**Exercise**. Your answer must hold only the lines below from the line containing "paint_empty_pile(painter, stock);" through the line containing "for (slot, card)", each reproduced exactly.

**Data**.
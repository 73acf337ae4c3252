//! Per-hand history and motion extrapolation.

use std::collections::VecDeque;

use super::landmark::HandPose;

/// Number of poses kept per slot. Two are enough for a constant-velocity estimate.
pub const HISTORY_LEN: usize = 2;

/// State of one logical hand (left or right) across frames.
///
/// History entries are [`None`] for frames in which the slot output nothing. Such an "empty"
/// entry is distinct from a genuine pose at the origin, and never takes part in extrapolation.
#[derive(Debug, Clone, Default)]
pub struct Slot {
    history: VecDeque<Option<HandPose>>,
    absence: u32,
    projected: Option<HandPose>,
}

impl Slot {
    pub fn new() -> Self {
        Self::default()
    }

    /// Number of consecutive frames without a detection.
    pub fn absence(&self) -> u32 {
        self.absence
    }

    /// The pose expected in the next frame, if the slot has any history to go on.
    pub fn projected(&self) -> Option<&HandPose> {
        self.projected.as_ref()
    }

    pub fn history(&self) -> impl Iterator<Item = Option<&HandPose>> + '_ {
        self.history.iter().map(Option::as_ref)
    }

    /// Updates the absence counter: resets it on a detection, otherwise counts one more missed
    /// frame.
    pub fn mark(&mut self, detected: bool) {
        if detected {
            self.absence = 0;
        } else {
            self.absence = self.absence.saturating_add(1);
        }
    }

    /// Records the pose output for this frame and recomputes the projection.
    pub fn push(&mut self, pose: Option<HandPose>) {
        self.history.push_back(pose);
        while self.history.len() > HISTORY_LEN {
            self.history.pop_front();
        }
        self.projected = project(&self.history);
    }
}

fn project(history: &VecDeque<Option<HandPose>>) -> Option<HandPose> {
    let mut recent = history.iter().rev();
    let last = (*recent.next()?)?;
    match recent.next() {
        Some(Some(previous)) => Some(last.extrapolate_from(previous)),
        _ => Some(last),
    }
}

#[cfg(test)]
mod tests {
    use super::*;

    #[test]
    fn single_entry_projects_itself() {
        let pose = HandPose::splat([3.0, -4.0, 5.5]);
        let mut slot = Slot::new();
        assert!(slot.projected().is_none());
        slot.push(Some(pose));
        assert_eq!(slot.projected(), Some(&pose));
    }

    #[test]
    fn two_entries_extrapolate() {
        let mut slot = Slot::new();
        slot.push(Some(HandPose::splat([0.0, 0.0, 0.0])));
        slot.push(Some(HandPose::splat([1.0, 1.0, 1.0])));
        assert_eq!(slot.projected(), Some(&HandPose::splat([2.0, 2.0, 2.0])));
    }

    #[test]
    fn history_is_bounded() {
        let mut slot = Slot::new();
        for i in 0..5 {
            slot.push(Some(HandPose::splat([i as f32; 3])));
            assert!(slot.history().count() <= HISTORY_LEN);
        }
        assert_eq!(slot.projected(), Some(&HandPose::splat([5.0; 3])));
    }

    #[test]
    fn empty_entries_do_not_extrapolate() {
        let pose = HandPose::splat([10.0, 10.0, 10.0]);
        let mut slot = Slot::new();
        slot.push(Some(pose));
        slot.push(None);
        assert!(slot.projected().is_none());

        // The first pose after a gap has no usable velocity yet.
        slot.push(Some(pose));
        assert_eq!(slot.projected(), Some(&pose));
    }

    #[test]
    fn absence_counter() {
        let mut slot = Slot::new();
        slot.mark(false);
        slot.mark(false);
        assert_eq!(slot.absence(), 2);
        slot.mark(true);
        assert_eq!(slot.absence(), 0);
    }
}
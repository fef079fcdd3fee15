use egui::{Color32, Vec2};

use crate::card::{Card, Color, MAX_CARD};

pub const CARD_SIZE: Vec2 = Vec2::new(100.0, 145.0);

const RED: Color32 = Color32::from_rgb(200, 0, 0);

#[derive(Debug, Clone, PartialEq)]
pub struct CardFace {
    /// Corner label such as `10♥`.
    pub label: String,
    pub symbol: char,
    pub ink: Color32,
}

/// Card visuals built once per process and shared by every session.
#[derive(Debug, Clone)]
pub struct AssetSet {
    card_size: Vec2,
    faces: Vec<CardFace>,
}

impl Default for AssetSet {
    fn default() -> Self {
        Self::new(CARD_SIZE)
    }
}

impl AssetSet {
    pub fn new(card_size: Vec2) -> Self {
        let faces = (0..MAX_CARD)
            .map(Card::new_with_id)
            .map(|card| {
                let symbol = card.suit().symbol();
                CardFace {
                    label: format!("{}{symbol}", card.rank_label()),
                    symbol,
                    ink: match card.color() {
                        Color::Red => RED,
                        Color::Black => Color32::BLACK,
                    },
                }
            })
            .collect();
        Self { card_size, faces }
    }

    pub fn card_size(&self) -> Vec2 {
        self.card_size
    }

    pub fn face(&self, card: &Card) -> &CardFace {
        &self.faces[card.id() as usize]
    }
}

#[cfg(test)]
mod tests {
    use super::*;
    use crate::card::Suit;

    #[test]
    fn test_faces_are_keyed_by_card() {
        let assets = AssetSet::default();
        assert_eq!(assets.card_size(), CARD_SIZE);

        let face = assets.face(&Card::new(9, Suit::Heart));
        assert_eq!(face.label, "10♥");
        assert_eq!(face.ink, RED);

        let face = assets.face(&Card::new(12, Suit::Club).turned_up());
        assert_eq!(face.label, "K♣");
        assert_eq!(face.symbol, '♣');
        assert_eq!(face.ink, Color32::BLACK);
    }
}
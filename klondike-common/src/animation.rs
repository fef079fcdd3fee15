use std::f32::consts::PI;

use egui::{Pos2, lerp, pos2};

use crate::{board::PileId, card::Run};

pub const DRAW_FRAMES: u32 = 15;
pub const MOVE_FRAMES: u32 = 10;
pub const SHAKE_FRAMES: u32 = 20;
const SHAKE_AMPLITUDE: f32 = 20.0;
const SHAKE_PERIOD: f32 = 10.0; // frames per swing

#[derive(Debug, Clone, Copy, PartialEq, Eq)]
pub enum Destination {
    Foundation(usize),
    Tableau(usize),
    Waste,
}

impl From<Destination> for PileId {
    fn from(destination: Destination) -> Self {
        match destination {
            Destination::Foundation(i) => PileId::Foundation(i),
            Destination::Tableau(i) => PileId::Tableau(i),
            Destination::Waste => PileId::Waste,
        }
    }
}

/// Slow start, slow stop.
pub fn ease(t: f32) -> f32 {
    let t = t.clamp(0.0, 1.0);
    0.5 - (PI * t).cos() / 2.0
}

/// Cards sliding from `origin` to `destination`. While in flight they belong to
/// no pile.
#[derive(Debug, Clone, PartialEq)]
pub struct Animation {
    pub cards: Run,
    pub origin: PileId,
    pub destination: Destination,
    pub start: Pos2,
    pub end: Pos2,
    pub elapsed: u32,
    pub duration: u32,
}

impl Animation {
    pub fn new(cards: Run, origin: PileId, destination: Destination, start: Pos2, end: Pos2) -> Self {
        let duration = match origin {
            PileId::Stock => DRAW_FRAMES,
            _ => MOVE_FRAMES,
        };
        Self {
            cards,
            origin,
            destination,
            start,
            end,
            elapsed: 0,
            duration,
        }
    }

    pub fn progress(&self) -> f32 {
        self.elapsed as f32 / self.duration as f32
    }

    /// Top-left corner of the first card at the current frame.
    pub fn position(&self) -> Pos2 {
        let t = ease(self.progress());
        pos2(
            lerp(self.start.x..=self.end.x, t),
            lerp(self.start.y..=self.end.y, t),
        )
    }

    pub fn tick(&mut self) {
        self.elapsed = self.elapsed.saturating_add(1);
    }

    pub fn is_finished(&self) -> bool {
        self.elapsed >= self.duration
    }
}

/// Wobble of the waste pile after a card there found no home.
#[derive(Debug, Clone, Copy, PartialEq, Default)]
pub struct Shake {
    elapsed: u32,
}

impl Shake {
    pub fn new() -> Self {
        Self::default()
    }

    /// Horizontal draw offset of the waste pile, in pixels.
    pub fn offset(&self) -> f32 {
        SHAKE_AMPLITUDE * (2.0 * PI * self.elapsed as f32 / SHAKE_PERIOD).sin()
    }

    pub fn tick(&mut self) {
        self.elapsed += 1;
    }

    pub fn is_finished(&self) -> bool {
        self.elapsed >= SHAKE_FRAMES
    }
}
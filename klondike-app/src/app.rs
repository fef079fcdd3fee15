use eframe::egui;
use egui::{
    Align2, Color32, CornerRadius, Event, FontId, Id, LayerId, Order, Painter, PointerButton,
    Pos2, Rect, Sense, Stroke, StrokeKind, Vec2, vec2,
};
use klondike_common::{
    assets::AssetSet,
    board::{TOTAL_FOUNDATIONS, TOTAL_TABLEAUS},
    card::Card,
    config::{Difficulty, SessionConfig, Theme},
    layout::{BOARD_SIZE, Layout},
    session::{FPS, Session, SessionRequest, reset_session},
    trace,
};

const STEP: f64 = 1.0 / FPS as f64;
const MAX_STEPS_PER_FRAME: u32 = 8; // Drop time instead of fast-forwarding after a stall
const MENU_BACKGROUND: Color32 = Color32::from_rgb(0, 120, 0);
const CARD_FACE: Color32 = Color32::from_gray(248);
const OUTLINE: Color32 = Color32::from_gray(100);
const BUTTON_FILL: Color32 = Color32::from_gray(200);

enum Screen {
    SelectDifficulty,
    Playing(Session),
}

pub struct KlondikeApp {
    assets: AssetSet,
    /// Seed of the first game; later games draw a fresh one.
    seed: Option<u64>,
    theme: Option<Theme>,
    screen: Screen,
    last_time: Option<f64>,
    accumulator: f64,
}

impl eframe::App for KlondikeApp {
    fn update(&mut self, ctx: &egui::Context, _frame: &mut eframe::Frame) {
        let now = ctx.input(|i| i.time);
        let events = ctx.input(|i| i.events.clone());

        if let Screen::Playing(session) = &self.screen {
            egui::TopBottomPanel::bottom("toolbar").show(ctx, |ui| {
                draw_toolbar(ui, session);
            });
        }

        let background = match &self.screen {
            Screen::SelectDifficulty => MENU_BACKGROUND,
            Screen::Playing(session) => session.theme().background,
        };
        egui::CentralPanel::default()
            .frame(egui::Frame::NONE.fill(background))
            .show(ctx, |ui| {
                let (response, painter) = ui.allocate_painter(BOARD_SIZE, Sense::hover());
                let origin = response.rect.min.to_vec2();
                if matches!(self.screen, Screen::SelectDifficulty) {
                    self.select_difficulty(&painter, origin, &events);
                } else {
                    self.play(ctx, &painter, origin, &events, now);
                }
            });

        ctx.request_repaint();
    }
}

impl KlondikeApp {
    pub fn new(difficulty: Option<Difficulty>, seed: u64, theme: Option<Theme>) -> Self {
        let mut app = Self {
            assets: AssetSet::default(),
            seed: Some(seed),
            theme,
            screen: Screen::SelectDifficulty,
            last_time: None,
            accumulator: 0.0,
        };
        if let Some(difficulty) = difficulty {
            app.start(difficulty);
        }
        app
    }

    fn start(&mut self, difficulty: Difficulty) {
        let session = match (self.seed.take(), self.theme) {
            (None, None) => reset_session(difficulty, &self.assets),
            (seed, theme) => {
                let mut config =
                    SessionConfig::new(difficulty, seed.unwrap_or_else(rand::random));
                config.theme = theme;
                Session::new(config, &self.assets)
            }
        };
        println!("GameId: {}", session.seed());
        self.screen = Screen::Playing(session);
        self.last_time = None;
        self.accumulator = 0.0;
    }

    fn select_difficulty(&mut self, painter: &Painter, origin: Vec2, events: &[Event]) {
        let layout = Layout::new(&self.assets);
        painter.text(
            Pos2::new(BOARD_SIZE.x / 2.0, 120.0) + origin,
            Align2::CENTER_CENTER,
            "Select Difficulty",
            FontId::proportional(36.0),
            Color32::WHITE,
        );
        for (i, difficulty) in Difficulty::ALL.iter().enumerate() {
            paint_button(painter, layout.difficulty_button(i).translate(origin), difficulty.name());
        }

        let chosen = events.iter().find_map(|event| match event {
            Event::PointerButton {
                pos,
                button: PointerButton::Primary,
                pressed: true,
                ..
            } => {
                let pos = *pos - origin;
                (0..Difficulty::ALL.len())
                    .find(|&i| layout.difficulty_button(i).contains(pos))
                    .map(|i| Difficulty::ALL[i])
            }
            _ => None,
        });
        if let Some(difficulty) = chosen {
            trace!("difficulty {difficulty} selected");
            self.start(difficulty);
        }
    }

    fn play(
        &mut self,
        ctx: &egui::Context,
        painter: &Painter,
        origin: Vec2,
        events: &[Event],
        now: f64,
    ) {
        let Screen::Playing(session) = &mut self.screen else {
            return;
        };

        let mut request = None;
        for event in events {
            match event {
                Event::PointerMoved(pos) => session.pointer_move(*pos - origin),
                Event::PointerButton {
                    pos,
                    button: PointerButton::Primary,
                    pressed,
                    ..
                } => {
                    if *pressed {
                        request = request.or(session.pointer_down(*pos - origin));
                    } else {
                        session.pointer_up(*pos - origin);
                    }
                }
                _ => {}
            }
        }

        // Fixed-rate steps whatever the repaint rate.
        let last = self.last_time.replace(now).unwrap_or(now);
        self.accumulator = (self.accumulator + now - last).min(STEP * MAX_STEPS_PER_FRAME as f64);
        while self.accumulator >= STEP {
            session.update();
            self.accumulator -= STEP;
        }

        paint_session(ctx, painter, origin, session, &self.assets);

        if request == Some(SessionRequest::PlayAgain) {
            let difficulty = session.difficulty();
            self.start(difficulty);
        }
    }
}

fn draw_toolbar(ui: &mut egui::Ui, session: &Session) {
    ui.horizontal(|ui| {
        ui.label(format!("Difficulty: {}", session.difficulty()));
        ui.separator();
        ui.label(format!("Theme: {}", session.theme().name));

        ui.with_layout(egui::Layout::right_to_left(egui::Align::Center), |ui| {
            ui.label(format!("Score: {}", session.score()));
            ui.separator();
            ui.label(format!("Moves: {}", session.move_count()));
            ui.separator();
            let time = session.elapsed_secs();
            let minutes = time / 60;
            let seconds = time % 60;
            ui.label(format!("Time: {:02}:{:02}", minutes.min(99), seconds));
        });
    });
}

fn paint_session(
    ctx: &egui::Context,
    painter: &Painter,
    origin: Vec2,
    session: &Session,
    assets: &AssetSet,
) {
    let layout = session.layout();
    let board = session.board();
    let back = session.theme().card_back;

    let stock = layout.stock_rect().translate(origin);
    if board.stock.is_empty() {
        paint_empty_pile(painter, stock);
    } else {
        paint_card_back(painter, stock, back);
    }

    let shake = origin + vec2(session.shake_offset(), 0.0);
    for (slot, card) in session.waste_shown().iter().enumerate() {
        let rect = layout.card_rect(layout.waste_card_pos(slot)).translate(shake);
        paint_card(painter, rect, card, assets, back);
    }

    for i in 0..TOTAL_FOUNDATIONS {
        let rect = layout.foundation_rect(i).translate(origin);
        match board.foundations[i].last() {
            Some(card) => paint_card(painter, rect, card, assets, back),
            None => paint_empty_pile(painter, rect),
        }
    }

    for i in 0..TOTAL_TABLEAUS {
        let pile = &board.tableaus[i];
        if pile.is_empty() {
            paint_empty_pile(painter, layout.tableau_slot_rect(i).translate(origin));
        }
        for (j, card) in pile.iter().enumerate() {
            let rect = layout.tableau_card_rect(i, pile, j).translate(origin);
            paint_card(painter, rect, card, assets, back);
        }
    }

    paint_button(painter, layout.undo_button().translate(origin), "Undo");

    // Moving cards go above every pile.
    let top = ctx.layer_painter(LayerId::new(Order::Tooltip, Id::new("moving_cards")));
    for anim in session.animations() {
        let pos = anim.position() + origin;
        for (i, card) in anim.cards.iter().enumerate() {
            let rect = layout.card_rect(pos + layout.fan_offset(anim.destination, i));
            paint_card(&top, rect, card, assets, back);
        }
    }
    if let Some(payload) = session.drag() {
        let pos = payload.position() + origin;
        for (i, card) in payload.cards.iter().enumerate() {
            paint_card(&top, layout.card_rect(pos + layout.run_offset(i)), card, assets, back);
        }
    }

    if session.is_won() {
        let screen = Rect::from_min_size(Pos2::ZERO + origin, BOARD_SIZE);
        top.rect_filled(screen, CornerRadius::ZERO, Color32::from_black_alpha(150));
        top.text(
            screen.center() - vec2(0.0, 30.0),
            Align2::CENTER_CENTER,
            "You Win!",
            FontId::proportional(48.0),
            Color32::WHITE,
        );
        paint_button(&top, layout.play_again_button().translate(origin), "Play Again");
    }
}

fn paint_card(painter: &Painter, rect: Rect, card: &Card, assets: &AssetSet, back: Color32) {
    if !card.face_up {
        paint_card_back(painter, rect, back);
        return;
    }
    painter.rect_filled(rect, CornerRadius::same(5), CARD_FACE);
    painter.rect_stroke(
        rect,
        CornerRadius::same(5),
        Stroke::new(1.0, OUTLINE),
        StrokeKind::Inside,
    );

    let face = assets.face(card);
    let font_id = FontId::proportional(20.0);
    let padding = Vec2::new(4.0, 3.0);
    painter.text(
        rect.min + padding,
        Align2::LEFT_TOP,
        &face.label,
        font_id.clone(),
        face.ink,
    );
    painter.text(
        rect.max - padding,
        Align2::RIGHT_BOTTOM,
        &face.label,
        font_id,
        face.ink,
    );
    painter.text(
        rect.center(),
        Align2::CENTER_CENTER,
        face.symbol,
        FontId::proportional(40.0),
        face.ink,
    );
}

fn paint_card_back(painter: &Painter, rect: Rect, back: Color32) {
    painter.rect_filled(rect, CornerRadius::same(5), back);
    painter.rect_stroke(
        rect.shrink(6.0),
        CornerRadius::same(3),
        Stroke::new(1.0, CARD_FACE),
        StrokeKind::Inside,
    );
    painter.rect_stroke(
        rect,
        CornerRadius::same(5),
        Stroke::new(1.0, OUTLINE),
        StrokeKind::Inside,
    );
}

fn paint_empty_pile(painter: &Painter, rect: Rect) {
    painter.rect_stroke(
        rect,
        CornerRadius::same(5),
        Stroke::new(1.0, OUTLINE),
        StrokeKind::Inside,
    );
}

fn paint_button(painter: &Painter, rect: Rect, label: &str) {
    painter.rect_filled(rect, CornerRadius::same(4), BUTTON_FILL);
    painter.rect_stroke(
        rect,
        CornerRadius::same(4),
        Stroke::new(1.0, OUTLINE),
        StrokeKind::Inside,
    );
    painter.text(
        rect.center(),
        Align2::CENTER_CENTER,
        label,
        FontId::proportional(22.0),
        Color32::BLACK,
    );
}
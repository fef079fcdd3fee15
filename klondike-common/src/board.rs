use crate::card::{Card, MAX_CARD, MAX_RANK, shuffled_deck};

pub const TOTAL_FOUNDATIONS: usize = 4;
pub const TOTAL_TABLEAUS: usize = 7;
pub const STOCK_SIZE: usize = 24;

#[derive(Debug, Clone, Copy, PartialEq, Eq)]
pub enum PileId {
    Stock,
    Waste,
    Foundation(usize),
    Tableau(usize),
}

#[derive(Debug, Clone, Default, PartialEq, Eq)]
pub struct Board {
    pub stock: Vec<Card>,
    pub waste: Vec<Card>,
    pub foundations: [Vec<Card>; TOTAL_FOUNDATIONS],
    pub tableaus: [Vec<Card>; TOTAL_TABLEAUS],
}

impl Board {
    pub fn new(seed: u64) -> Self {
        Self::deal(shuffled_deck(seed))
    }

    /// Deals from the end of `deck`: tableau `i` gets `i + 1` cards with only the
    /// last one face-up, the rest becomes the stock.
    pub fn deal(mut deck: Vec<Card>) -> Self {
        let mut board = Self::default();
        for (i, tableau) in board.tableaus.iter_mut().enumerate() {
            for j in 0..=i {
                let Some(mut card) = deck.pop() else {
                    break;
                };
                card.face_up = j == i;
                tableau.push(card);
            }
        }
        for card in &mut deck {
            card.face_up = false;
        }
        board.stock = deck;
        board
    }

    pub fn pile(&self, pile_id: PileId) -> &Vec<Card> {
        match pile_id {
            PileId::Stock => &self.stock,
            PileId::Waste => &self.waste,
            PileId::Foundation(i) => &self.foundations[i],
            PileId::Tableau(i) => &self.tableaus[i],
        }
    }

    pub fn pile_mut(&mut self, pile_id: PileId) -> &mut Vec<Card> {
        match pile_id {
            PileId::Stock => &mut self.stock,
            PileId::Waste => &mut self.waste,
            PileId::Foundation(i) => &mut self.foundations[i],
            PileId::Tableau(i) => &mut self.tableaus[i],
        }
    }

    /// Takes up to `count` cards off the stock top, face-up, in the order they
    /// come off. Extending the waste with them leaves the last one on top.
    pub fn take_draw(&mut self, count: usize) -> Vec<Card> {
        let num = count.min(self.stock.len());
        self.stock
            .drain(self.stock.len() - num..)
            .rev()
            .map(Card::turned_up)
            .collect()
    }

    /// Turns the waste over into a fresh stock. Returns the waste as it was.
    pub fn recycle(&mut self) -> Vec<Card> {
        let saved = std::mem::take(&mut self.waste);
        self.stock = saved
            .iter()
            .rev()
            .map(|card| card.turned_down())
            .collect();
        saved
    }

    /// Flips a face-down tableau top. Returns whether a card was turned.
    pub fn flip_tableau_top(&mut self, idx: usize) -> bool {
        match self.tableaus[idx].last_mut() {
            Some(card) if !card.face_up => {
                card.face_up = true;
                true
            }
            _ => false,
        }
    }

    pub fn score(&self) -> usize {
        self.foundations.iter().map(|f| f.len()).sum()
    }

    pub fn is_won(&self) -> bool {
        self.foundations
            .iter()
            .all(|f| f.len() == MAX_RANK as usize)
    }

    pub fn cards(&self) -> impl Iterator<Item = &Card> {
        self.stock
            .iter()
            .chain(self.waste.iter())
            .chain(self.foundations.iter().flatten())
            .chain(self.tableaus.iter().flatten())
    }

    pub fn card_count(&self) -> usize {
        self.cards().count()
    }

    /// True when `cards` are exactly the 52 distinct cards.
    pub fn is_complete_deck<'a>(cards: impl IntoIterator<Item = &'a Card>) -> bool {
        let mut seen = [false; MAX_CARD as usize];
        let mut count = 0;
        for card in cards {
            let id = card.id() as usize;
            if seen[id] {
                return false;
            }
            seen[id] = true;
            count += 1;
        }
        count == MAX_CARD as usize
    }

    pub fn is_valid(&self) -> bool {
        Self::is_complete_deck(self.cards())
    }

    pub fn pretty_print(&self) -> String {
        let mut output = String::new();
        let mut line = |label: String, cards: &[Card]| {
            output.push_str(&label);
            output.push(':');
            for card in cards {
                output.push(' ');
                if card.face_up {
                    output.push_str(&card.pretty_print());
                } else {
                    output.push_str(&format!("[{}]", card.pretty_print()));
                }
            }
            output.push('\n');
        };

        line("Stock".into(), &self.stock);
        line("Waste".into(), &self.waste);
        for (i, foundation) in self.foundations.iter().enumerate() {
            line(format!("Foundation{}", i + 1), foundation);
        }
        for (i, tableau) in self.tableaus.iter().enumerate() {
            line(format!("Tableau{}", i + 1), tableau);
        }
        output
    }
}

**Response**.
        paint_empty_pile(painter, stock);
    } else {
        paint_card_back(painter, stock, back);
    }

    let shake = origin + vec2(session.shake_offset(), 0.0);
    for (slot, card) in session.waste_shown().iter().enumerate() {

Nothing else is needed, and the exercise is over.